BEGIN Data under study

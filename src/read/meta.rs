use super::Parser;
use crate::{
    arena::NodeId,
    error::{ErrorKind, Result, Span},
    value::{Ident, Value, ValueKind},
};

impl Parser<'_, '_> {
    /// `^meta target`. The metadata is normalized to a map and attached to
    /// the target node; metadata already on the target wins on key clashes.
    pub(super) fn read_meta(&mut self) -> Result<NodeId> {
        let start = self.pos;
        if !self.options.metadata {
            return Err(self.error(
                ErrorKind::InvalidSyntax,
                "metadata is disabled",
                Span::new(start, start + 1),
            ));
        }
        self.pos += 1;

        let meta = self.nested(start, |parser| parser.read_operand("metadata `^`", start))?;
        let meta = self.expand_meta(meta)?;
        let target = self.nested(start, |parser| parser.read_operand("metadata `^`", start))?;

        let node = self.arena.get(target);
        if !matches!(
            node.kind(),
            ValueKind::List
                | ValueKind::Vector
                | ValueKind::Set
                | ValueKind::Map
                | ValueKind::Symbol
                | ValueKind::Tagged
        ) {
            return Err(self.error(
                ErrorKind::InvalidSyntax,
                format!("metadata cannot be attached to {}", node.kind()),
                node.span(),
            ));
        }

        let existing = node.meta().map(|existing| existing.id());
        let merged = match existing {
            Some(existing) => self.merge_meta(meta, existing)?,
            None => meta,
        };
        self.arena.set_meta(target, merged);
        Ok(target)
    }

    /// Expands the shorthand forms into a map node.
    fn expand_meta(&mut self, meta: NodeId) -> Result<NodeId> {
        let node = self.arena.get(meta);
        let span = node.span();
        let key = match node.kind() {
            ValueKind::Map => return Ok(meta),
            ValueKind::Keyword => {
                let flag = self.alloc(Value::Bool(true), span)?;
                return self.alloc(Value::Map(vec![(meta, flag)]), span);
            }
            ValueKind::String | ValueKind::Symbol => "tag",
            ValueKind::Vector => "param-tags",
            other => {
                return Err(self.error(
                    ErrorKind::InvalidSyntax,
                    format!("metadata must be a map, keyword, string, symbol or vector, found {other}"),
                    span,
                ));
            }
        };
        let key = self.alloc(Value::Keyword(Ident::new(None, key)), span)?;
        self.alloc(Value::Map(vec![(key, meta)]), span)
    }

    fn merge_meta(&mut self, outer: NodeId, inner: NodeId) -> Result<NodeId> {
        let inner_node = self.arena.get(inner);
        let outer_node = self.arena.get(outer);
        let span = Span::new(outer_node.span().start, inner_node.span().end);

        let mut entries: Vec<(NodeId, NodeId)> = outer_node
            .entries()
            .filter(|&(key, _)| inner_node.map_get(key).is_none())
            .map(|(key, value)| (key.id(), value.id()))
            .collect();
        entries.extend(inner_node.entries().map(|(key, value)| (key.id(), value.id())));
        self.alloc(Value::Map(entries), span)
    }
}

END Data under study

▸ **Task to complete**:
Write out the lines of the entries, word for word, from the first through the one containing "let meta = self.expand_meta(meta)?;", and stop at that line.

▸ **Exercise result**:
filename src/read/meta.rs
use super::Parser;
use crate::{
    arena::NodeId,
    error::{ErrorKind, Result, Span},
    value::{Ident, Value, ValueKind},
};

impl Parser<'_, '_> {
    /// `^meta target`. The metadata is normalized to a map and attached to
    /// the target node; metadata already on the target wins on key clashes.
    pub(super) fn read_meta(&mut self) -> Result<NodeId> {
        let start = self.pos;
        if !self.options.metadata {
            return Err(self.error(
                ErrorKind::InvalidSyntax,
                "metadata is disabled",
                Span::new(start, start + 1),
            ));
        }
        self.pos += 1;

        let meta = self.nested(start, |parser| parser.read_operand("metadata `^`", start))?;
        let meta = self.expand_meta(meta)?;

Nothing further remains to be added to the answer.